> _TASK_: Using the listing below, return every line that includes "DisplayRow".

> _INPUT_:
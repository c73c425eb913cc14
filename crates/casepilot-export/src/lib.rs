//! Cause-list and billing exports.
//!
//! Spreadsheets go through [`xlsx::SheetModel`] and PDFs through
//! [`pdf::DocumentPlan`]; both are plain data so layout is testable without
//! opening the rendered bytes.

mod error;
pub mod layout;
pub mod metrics;
pub mod pdf;
pub mod xlsx;

pub use error::{ExportError, Result};
pub use layout::{cause_list_stem, truncate_cell};
pub use pdf::{DocumentPlan, cause_list_pdf, plan_cause_list};
pub use xlsx::{SheetModel, billing_xlsx, cause_list_xlsx, write_xlsx};
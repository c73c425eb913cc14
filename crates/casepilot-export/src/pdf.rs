//! Paginated A4 cause-list document.
//!
//! Layout is computed into a [`DocumentPlan`] of positioned text runs and
//! cell borders, then rendered with printpdf. Coordinates in the plan are
//! millimetres from the top-left corner of the page; text `y` is the
//! baseline.

use casepilot_core::{Branding, DisplayRow};
use printpdf::{BuiltinFont, IndirectFontRef, Line, Mm, PdfDocument, PdfLayerReference, Point};
use tracing::info;

use crate::error::{ExportError, Result};
use crate::layout::{FOOTNOTE, export_cell};
use crate::metrics::{FontStyle, pt_to_mm, text_width, wrap};

pub const PAGE_WIDTH: f32 = 210.0;
pub const PAGE_HEIGHT: f32 = 297.0;
pub const MARGIN: f32 = 10.0;
const BREAK_MARGIN: f32 = 15.0;
const CELL_PADDING: f32 = 1.0;
const BASE_WIDTHS: [f32; 7] = [25.0, 35.0, 20.0, 35.0, 55.0, 35.0, 25.0];

const HEADER_LINE: f32 = 8.0;
const ROW_LINE: f32 = 5.0;
const FOOTNOTE_LINE: f32 = 6.0;
const FOOTER_RESERVE: f32 = 18.0;

#[derive(Debug, Clone, PartialEq)]
pub enum Element {
    Text {
        x: f32,
        y: f32,
        size: f32,
        style: FontStyle,
        text: String,
    },
    Rect {
        x: f32,
        y: f32,
        w: f32,
        h: f32,
    },
}

#[derive(Debug, Clone, Default, PartialEq)]
pub struct Page {
    pub elements: Vec<Element>,
}

impl Page {
    pub fn texts(&self) -> impl Iterator<Item = &str> {
        self.elements.iter().filter_map(|e| match e {
            Element::Text { text, .. } => Some(text.as_str()),
            Element::Rect { .. } => None,
        })
    }
}

#[derive(Debug, Clone, Default, PartialEq)]
pub struct DocumentPlan {
    pub pages: Vec<Page>,
}

/// Column widths scaled to the printable width.
pub fn column_widths(count: usize) -> Vec<f32> {
    let base: Vec<f32> = if count == BASE_WIDTHS.len() {
        BASE_WIDTHS.to_vec()
    } else {
        vec![1.0; count]
    };
    let total: f32 = base.iter().sum();
    let scale = (PAGE_WIDTH - 2.0 * MARGIN) / total;
    base.into_iter().map(|w| w * scale).collect()
}

#[derive(Clone, Copy)]
enum Align {
    Left,
    Center,
}

struct Planner<'a> {
    pages: Vec<Page>,
    y: f32,
    columns: &'a [String],
    widths: Vec<f32>,
    category: Option<&'a str>,
}

impl Planner<'_> {
    fn page(&mut self) -> &mut Page {
        if self.pages.is_empty() {
            self.pages.push(Page::default());
        }
        let last = self.pages.len() - 1;
        &mut self.pages[last]
    }

    fn add_page(&mut self) {
        self.pages.push(Page::default());
        self.y = MARGIN;
    }

    fn would_break(&self, height: f32) -> bool {
        self.y + height > PAGE_HEIGHT - BREAK_MARGIN
    }

    fn ln(&mut self, h: f32) {
        self.y += h;
    }

    /// One line of text inside a box of `width` at `x`, vertically centred on `h`.
    fn text(&mut self, x: f32, width: f32, h: f32, size: f32, style: FontStyle, text: &str, align: Align) {
        if text.is_empty() {
            return;
        }
        let tx = match align {
            Align::Left => x + CELL_PADDING,
            Align::Center => x + (width - text_width(text, size, style)) / 2.0,
        };
        let baseline = self.y + h / 2.0 + 0.3 * pt_to_mm(size);
        self.page().elements.push(Element::Text {
            x: tx,
            y: baseline,
            size,
            style,
            text: text.to_string(),
        });
    }

    /// Full-width centred line, then advance by `h`.
    fn centred_line(&mut self, text: &str, size: f32, style: FontStyle, h: f32) {
        self.text(MARGIN, PAGE_WIDTH - 2.0 * MARGIN, h, size, style, text, Align::Center);
        self.ln(h);
    }

    fn rect(&mut self, x: f32, w: f32, h: f32) {
        let y = self.y;
        self.page().elements.push(Element::Rect { x, y, w, h });
    }

    fn category_heading(&mut self) {
        if let Some(name) = self.category {
            self.centred_line(name, 13.0, FontStyle::Bold, 8.0);
            self.ln(4.0);
        }
    }

    fn table_header(&mut self) {
        let size = 10.0;
        let wrapped: Vec<Vec<String>> = self
            .columns
            .iter()
            .zip(&self.widths)
            .map(|(c, w)| wrap(c, w - 2.0 * CELL_PADDING, size, FontStyle::Bold))
            .collect();
        let lines = wrapped.iter().map(Vec::len).max().unwrap_or(1);
        let h = lines as f32 * HEADER_LINE;
        self.cells(&wrapped, h, HEADER_LINE, size, FontStyle::Bold, Align::Center);
        self.ln(h);
    }

    fn cells(&mut self, wrapped: &[Vec<String>], h: f32, line_h: f32, size: f32, style: FontStyle, align: Align) {
        let top = self.y;
        let mut x = MARGIN;
        for (i, lines) in wrapped.iter().enumerate() {
            let w = self.widths[i];
            self.y = top;
            self.rect(x, w, h);
            for line in lines {
                self.text(x, w, line_h, size, style, line, align);
                self.y += line_h;
            }
            x += w;
        }
        self.y = top;
    }

    fn continue_on_new_page(&mut self) {
        self.add_page();
        self.category_heading();
        self.table_header();
    }

    fn data_row(&mut self, row: &DisplayRow) {
        let size = 9.0;
        let wrapped: Vec<Vec<String>> = self
            .columns
            .iter()
            .zip(&self.widths)
            .map(|(c, w)| wrap(&export_cell(row, c), w - 2.0 * CELL_PADDING, size, FontStyle::Regular))
            .collect();
        let lines = wrapped.iter().map(Vec::len).max().unwrap_or(1);
        let h = lines as f32 * ROW_LINE;
        if self.would_break(h) {
            self.continue_on_new_page();
        }
        self.cells(&wrapped, h, ROW_LINE, size, FontStyle::Regular, Align::Left);
        self.ln(h);
    }

    fn footer(&mut self, branding: &Branding) {
        self.ln(5.0);
        if self.would_break(FOOTER_RESERVE) {
            self.continue_on_new_page();
        }
        let width = PAGE_WIDTH - 2.0 * MARGIN;
        for line in wrap(FOOTNOTE, width - 2.0 * CELL_PADDING, 9.0, FontStyle::Italic) {
            if self.would_break(FOOTNOTE_LINE) {
                self.add_page();
            }
            self.text(MARGIN, width, FOOTNOTE_LINE, 9.0, FontStyle::Italic, &line, Align::Left);
            self.ln(FOOTNOTE_LINE);
        }
        self.ln(6.0);
        for line in [&branding.app_name, &branding.subtitle] {
            if self.would_break(8.0) {
                self.add_page();
            }
            self.centred_line(line, 10.0, FontStyle::Italic, 8.0);
        }
    }
}

/// Lay out a cause list. `category` adds a heading repeated on every page.
pub fn plan_cause_list(
    rows: &[DisplayRow],
    columns: &[String],
    branding: &Branding,
    category: Option<&str>,
) -> Result<DocumentPlan> {
    if columns.is_empty() {
        return Err(ExportError::NoColumns);
    }
    let mut p = Planner {
        pages: Vec::new(),
        y: MARGIN,
        columns,
        widths: column_widths(columns.len()),
        category,
    };
    p.add_page();
    p.centred_line(&branding.app_name, 16.0, FontStyle::Bold, 10.0);
    p.centred_line(&branding.subtitle, 12.0, FontStyle::Regular, 8.0);
    p.ln(6.0);
    p.category_heading();
    p.table_header();
    for row in rows {
        p.data_row(row);
    }
    p.footer(branding);
    Ok(DocumentPlan { pages: p.pages })
}

struct Fonts {
    regular: IndirectFontRef,
    bold: IndirectFontRef,
    italic: IndirectFontRef,
}

impl Fonts {
    fn get(&self, style: FontStyle) -> &IndirectFontRef {
        match style {
            FontStyle::Regular => &self.regular,
            FontStyle::Bold => &self.bold,
            FontStyle::Italic => &self.italic,
        }
    }
}

// Built-in fonts are WinAnsi encoded; anything outside printable ASCII is replaced.
fn printable(text: &str) -> String {
    text.chars()
        .map(|c| if c == ' ' || c.is_ascii_graphic() { c } else { '?' })
        .collect()
}

fn draw(layer: &PdfLayerReference, page: &Page, fonts: &Fonts) {
    layer.set_outline_thickness(0.57);
    for element in &page.elements {
        match element {
            Element::Text { x, y, size, style, text } => {
                layer.use_text(printable(text), *size, Mm(*x), Mm(PAGE_HEIGHT - *y), fonts.get(*style));
            }
            Element::Rect { x, y, w, h } => {
                let (left, right) = (*x, *x + *w);
                let (top, bottom) = (PAGE_HEIGHT - *y, PAGE_HEIGHT - *y - *h);
                let points = [(left, top), (right, top), (right, bottom), (left, bottom)]
                    .into_iter()
                    .map(|(px, py)| (Point::new(Mm(px), Mm(py)), false))
                    .collect();
                layer.add_line(Line {
                    points,
                    is_closed: true,
                });
            }
        }
    }
}

fn pdf_err(e: impl std::fmt::Debug) -> ExportError {
    ExportError::Pdf(format!("{e:?}"))
}

/// Render a plan to PDF bytes.
pub fn render_pdf(plan: &DocumentPlan, title: &str) -> Result<Vec<u8>> {
    let (doc, first_page, first_layer) =
        PdfDocument::new(title, Mm(PAGE_WIDTH), Mm(PAGE_HEIGHT), "Layer 1");
    let fonts = Fonts {
        regular: doc.add_builtin_font(BuiltinFont::Helvetica).map_err(pdf_err)?,
        bold: doc.add_builtin_font(BuiltinFont::HelveticaBold).map_err(pdf_err)?,
        italic: doc.add_builtin_font(BuiltinFont::HelveticaOblique).map_err(pdf_err)?,
    };
    for (i, page) in plan.pages.iter().enumerate() {
        let (page_idx, layer_idx) = if i == 0 {
            (first_page, first_layer)
        } else {
            doc.add_page(Mm(PAGE_WIDTH), Mm(PAGE_HEIGHT), "Layer 1")
        };
        let layer = doc.get_page(page_idx).get_layer(layer_idx);
        draw(&layer, page, &fonts);
    }
    let bytes = doc.save_to_bytes().map_err(pdf_err)?;
    info!(pages = plan.pages.len(), bytes = bytes.len(), "rendered pdf");
    Ok(bytes)
}

/// Plan and render a cause list in one step.
pub fn cause_list_pdf(
    rows: &[DisplayRow],
    columns: &[String],
    branding: &Branding,
    category: Option<&str>,
) -> Result<Vec<u8>> {
    let plan = plan_cause_list(rows, columns, branding, category)?;
    render_pdf(&plan, &branding.app_name)
}

#[cfg(test)]
mod tests {
    use super::*;
    use casepilot_core::state::default_columns;
    use casepilot_core::{CaseRecord, Classifier, columns as col};
    use chrono::NaiveDate;

    fn row(i: usize, parties: &str) -> DisplayRow {
        DisplayRow::new(
            CaseRecord {
                cino: Some(format!("C{i}")),
                type_name: Some("O.S.".into()),
                reg_no: Some(i.to_string()),
                reg_year: Some("2020".into()),
                petparty_name: Some(parties.into()),
                resparty_name: Some("State".into()),
                date_last_list: NaiveDate::from_ymd_opt(2024, 3, 1),
                date_next_list: NaiveDate::from_ymd_opt(2024, 3, 15),
                purpose_name: Some("Evidence".into()),
                establishment_name: Some("City Civil Court".into()),
                ..Default::default()
            },
            &Classifier::default(),
        )
    }

    #[test]
    fn seven_columns_use_base_weights() {
        let w = column_widths(7);
        assert!((w.iter().sum::<f32>() - 190.0).abs() < 1e-3);
        assert!((w[4] - 55.0 * 190.0 / 230.0).abs() < 1e-3);
        let eq = column_widths(3);
        assert!(eq.iter().all(|x| (x - 190.0 / 3.0).abs() < 1e-3));
    }

    #[test]
    fn short_list_fits_one_page() {
        let rows: Vec<_> = (0..3).map(|i| row(i, "Ramesh")).collect();
        let plan = plan_cause_list(&rows, &default_columns(), &Branding::default(), None).unwrap();
        assert_eq!(plan.pages.len(), 1);
        let texts: Vec<_> = plan.pages[0].texts().collect();
        assert_eq!(texts[0], "Case Pilot");
        assert_eq!(texts[1], "A Case Management Tool");
        assert!(texts.contains(&"Ramesh v. State"));
    }

    #[test]
    fn long_list_paginates_and_repeats_headings() {
        let rows: Vec<_> = (0..80).map(|i| row(i, "Ramesh")).collect();
        let plan =
            plan_cause_list(&rows, &default_columns(), &Branding::default(), Some("Civil/Sessions")).unwrap();
        let table_pages: Vec<&Page> = plan
            .pages
            .iter()
            .filter(|p| p.texts().any(|t| t == "Ramesh v. State"))
            .collect();
        assert!(table_pages.len() > 1);
        for page in &table_pages {
            assert!(page.texts().any(|t| t == col::PARTIES));
        }
        assert_eq!(plan.pages[0].texts().next(), Some("Case Pilot"));
        for page in &table_pages[1..] {
            assert_eq!(page.texts().next(), Some("Civil/Sessions"));
        }
    }

    #[test]
    fn content_stays_above_break_line() {
        let rows: Vec<_> = (0..120).map(|i| row(i, &"Long party name ".repeat(i % 4 + 1))).collect();
        let plan = plan_cause_list(&rows, &default_columns(), &Branding::default(), None).unwrap();
        for page in &plan.pages {
            for e in &page.elements {
                if let Element::Rect { y, h, .. } = e {
                    assert!(y + h <= PAGE_HEIGHT - BREAK_MARGIN + 1e-3);
                }
            }
        }
    }

    #[test]
    fn next_date_is_never_printed() {
        let rows: Vec<_> = (0..5).map(|i| row(i, "Ramesh")).collect();
        let plan = plan_cause_list(&rows, &default_columns(), &Branding::default(), None).unwrap();
        assert!(plan.pages.iter().all(|p| p.texts().all(|t| t != "15.03.2024")));
        assert!(plan.pages[0].texts().any(|t| t == "01.03.2024"));
    }

    #[test]
    fn row_height_follows_tallest_cell() {
        let tall = "word ".repeat(40);
        let rows = vec![row(1, &tall)];
        let plan = plan_cause_list(&rows, &default_columns(), &Branding::default(), None).unwrap();
        let rects: Vec<(f32, f32)> = plan.pages[0]
            .elements
            .iter()
            .filter_map(|e| match e {
                Element::Rect { y, h, .. } => Some((*y, *h)),
                _ => None,
            })
            .collect();
        let n = default_columns().len();
        // Header cells, then one data row.
        assert_eq!(rects.len(), 2 * n);
        let data = &rects[n..];
        assert!(data.iter().all(|r| (r.1 - data[0].1).abs() < 1e-3));
        assert!(data[0].1 > ROW_LINE);
        assert_eq!(data[0].1 % ROW_LINE, 0.0);
    }

    #[test]
    fn footnote_is_wrapped_after_table() {
        let plan = plan_cause_list(&[], &default_columns(), &Branding::default(), None).unwrap();
        let texts: Vec<_> = plan.pages[0].texts().collect();
        let start = texts.iter().position(|t| t.starts_with("*Cases advanced")).unwrap();
        assert!(texts[start].len() < FOOTNOTE.len());
        assert_eq!(texts[texts.len() - 2], "Case Pilot");
        assert_eq!(texts[texts.len() - 1], "A Case Management Tool");
    }

    #[test]
    fn no_columns_is_an_error() {
        assert!(matches!(
            plan_cause_list(&[], &[], &Branding::default(), None),
            Err(ExportError::NoColumns)
        ));
    }

    #[test]
    fn non_ascii_is_replaced() {
        assert_eq!(printable("Raméš ok"), "Ram?? ok");
    }

    #[test]
    fn renders_pdf_bytes() {
        let rows: Vec<_> = (0..60).map(|i| row(i, "Ramesh")).collect();
        let bytes = cause_list_pdf(&rows, &default_columns(), &Branding::default(), Some("Magistrate")).unwrap();
        assert!(bytes.starts_with(b"%PDF"));
    }
}
use thiserror::Error;

#[derive(Debug, Error)]
pub enum ExportError {
    #[error("spreadsheet error: {0}")]
    Xlsx(#[from] rust_xlsxwriter::XlsxError),

    #[error("pdf error: {0}")]
    Pdf(String),

    #[error("no columns selected")]
    NoColumns,
}

pub type Result<T> = std::result::Result<T, ExportError>;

> _RESULT_:
use casepilot_core::{Branding, DisplayRow};
    fn data_row(&mut self, row: &DisplayRow) {
    rows: &[DisplayRow],
    rows: &[DisplayRow],
    fn row(i: usize, parties: &str) -> DisplayRow {
        DisplayRow::new(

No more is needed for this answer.